Les aiguilles cyniques avaient poursuivi leur rotation, la sonnerie du lycée avait retenti et les ouvriers étaient partis. Il était resté seul ou presque, assis sur la banquette verte. Il avait beaucoup réfléchi en voyant son reflet dans la limonade. Les zigzags du néon sale attiraient irrésistiblement son regard : il pensait aux fourmis noyées, aux cigales gelées et aux Africains affamés.

Bientôt, le troquet s’anima. Des jeunes gens arrivèrent ; ils étaient confiants, splendides, dérisoires dans leurs habits follement (/faussement) gais. Et tout ça partait dans l’espace informatique en mettant quelques balles dans le « Kosmos Invaders ». Dix minutes plus tard un vieux jeune, portant un pantalon de velours marron et un blouson de cuir qu’il avait dû voler en 68, arriva. Il dit à l’intention des lycéens « Vous n’avez pas envie d’assister à mon cours et bien... moi non plus ! », se reprenant, il ajouta « Mais ne recommencez pas. » Sur ces fortes paroles, il s’affala sur le comptoir, commanda un demi et entama une conversation impromptue avec Albert. « Ils ont bien raison de ne pas aller à l’école. » se dit sans trop réfléchir l’homme toujours assis sur sa banquette verte. « Mais je n’aime pas leurs manières. » conclua-t-il sans réfléchir beaucoup plus.

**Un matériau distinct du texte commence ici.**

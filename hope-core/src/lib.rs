//! HOPE Core - Entity Types
//!
//! Pure data structures for the population engine. All other crates depend
//! on this. This crate contains ONLY data types, configuration, and small
//! pure helpers - no orchestration logic.

pub mod age;
pub mod config;
pub mod entities;
pub mod enums;
pub mod error;
pub mod identity;
pub mod signature;

pub use age::{age_in_years, AgeBand};
pub use config::{DeduplicationConfig, EngineConfig, MergePolicy, SnapshotConfig};
pub use entities::{
    BankAccountInfo, Document, Household, HouseholdComposition, Individual,
    IndividualRoleInHousehold, Payment, PaymentHouseholdSnapshot, PaymentPlan, Program,
    RegistrationDataImport,
};
pub use enums::{
    CollectorRole, CollisionStrategy, DbEnumParseError, DeduplicationBatchStatus,
    DeduplicationGoldenRecordStatus, MergeStatus, PaymentStatus, RdiStatus, Relationship, Sex,
};
pub use error::{
    CollisionError, ConfigError, DeduplicationError, HopeError, HopeResult, MergeError,
    StorageError, ValidationError,
};
pub use identity::{
    new_entity_id, BusinessAreaId, EntityId, HouseholdId, IndividualId, PaymentId, PaymentPlanId,
    ProgramId, RdiId, RoleId, SignatureHash, SnapshotId, Timestamp,
};
pub use signature::payment_signature;
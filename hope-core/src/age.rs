//! Age computation and the fixed age-band partition used by household
//! composition recalculation.

use chrono::{Datelike, NaiveDate};

/// Age bands for household composition counts.
///
/// The bands are fixed offsets from the individual's last registration date:
/// 0-5, 6-11, 12-17, 18-59, 60+.
#[derive(Debug, Clone, Copy, PartialEq, Eq, Hash)]
pub enum AgeBand {
    Y0To5,
    Y6To11,
    Y12To17,
    Y18To59,
    Y60Plus,
}

impl AgeBand {
    /// Band for an age in whole years.
    pub fn for_age(age_years: i32) -> Self {
        match age_years {
            i32::MIN..=5 => AgeBand::Y0To5,
            6..=11 => AgeBand::Y6To11,
            12..=17 => AgeBand::Y12To17,
            18..=59 => AgeBand::Y18To59,
            _ => AgeBand::Y60Plus,
        }
    }

    /// Whether this band counts as a child (under 18).
    pub fn is_child(&self) -> bool {
        matches!(self, AgeBand::Y0To5 | AgeBand::Y6To11 | AgeBand::Y12To17)
    }
}

/// Age in whole years at `as_of`, birthday-aware.
///
/// An individual born 2006-03-01 is 17 on 2024-02-29 and 18 on 2024-03-01.
/// Future birth dates clamp to zero rather than going negative.
pub fn age_in_years(birth_date: NaiveDate, as_of: NaiveDate) -> i32 {
    let mut age = as_of.year() - birth_date.year();
    if (as_of.month(), as_of.day()) < (birth_date.month(), birth_date.day()) {
        age -= 1;
    }
    age.max(0)
}

// =============================================================================
// TESTS
// =============================================================================
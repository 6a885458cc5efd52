//! Payment signature hashing
//!
//! SHA-1 over the UTF-8 concatenation of a fixed, ordered list of payment
//! fields plus the household snapshot. The digest is persisted on the
//! payment; recomputing it against an unchanged snapshot must reproduce the
//! stored value byte for byte, so the field order and rendering here are
//! part of the wire format and must not change.

use crate::entities::{Payment, PaymentHouseholdSnapshot};
use crate::identity::SignatureHash;
use sha1::{Digest, Sha1};

/// Render one signature field. Absent values render as the empty string so
/// that setting a previously-absent field always changes the digest.
fn render_opt<T: ToString>(value: &Option<T>) -> String {
    value.as_ref().map(T::to_string).unwrap_or_default()
}

/// Compute the tamper-evidence signature for a payment and its household
/// snapshot.
///
/// Field order: parent_id, conflicted, excluded, entitlement_date,
/// collector_id, currency, entitlement_quantity, entitlement_quantity_usd,
/// delivered_quantity, household snapshot JSON, status,
/// transaction_reference_id.
pub fn payment_signature(
    payment: &Payment,
    snapshot: Option<&PaymentHouseholdSnapshot>,
) -> SignatureHash {
    let snapshot_data = snapshot
        .map(|s| s.snapshot_data.to_string())
        .unwrap_or_default();

    let fields = [
        payment.parent_id.to_string(),
        payment.conflicted.to_string(),
        payment.excluded.to_string(),
        payment
            .entitlement_date
            .map(|d| d.to_rfc3339())
            .unwrap_or_default(),
        render_opt(&payment.collector_id),
        payment.currency.clone(),
        render_opt(&payment.entitlement_quantity),
        render_opt(&payment.entitlement_quantity_usd),
        render_opt(&payment.delivered_quantity),
        snapshot_data,
        payment.status.as_db_str().to_string(),
        render_opt(&payment.transaction_reference_id),
    ];

    let mut hasher = Sha1::new();
    for field in &fields {
        hasher.update(field.as_bytes());
    }
    hex::encode(hasher.finalize())
}

// =============================================================================
// TESTS
// =============================================================================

Les lycéens et leur drôle de prof s’étaient évaporés, laissant derrière eux leurs mégots, deux ou trois paquets de cigarettes vides et quelques miettes d’illusions. Ceux qui entraient maintenant devaient appartenir à une tribu ou plutôt à une armée. Ils étaient tous vêtus de la même façon, ils avaient tous le même uniforme rigoureusement impeccable. Au bout d’un certain temps, il se rappela l’expression servant à désigner ces étranges mercenaires : « jeunes cadres dynamiques ». Et il les voyait qui se détendaient en rusant, qui réfléchissait sur la manière de s’amuser tout en calculant leur feuille d’impôts. « Et moi où suis-je dans tout ça ? » se demandait-il en admirant la parade désordonnée de ces barbares civilisées.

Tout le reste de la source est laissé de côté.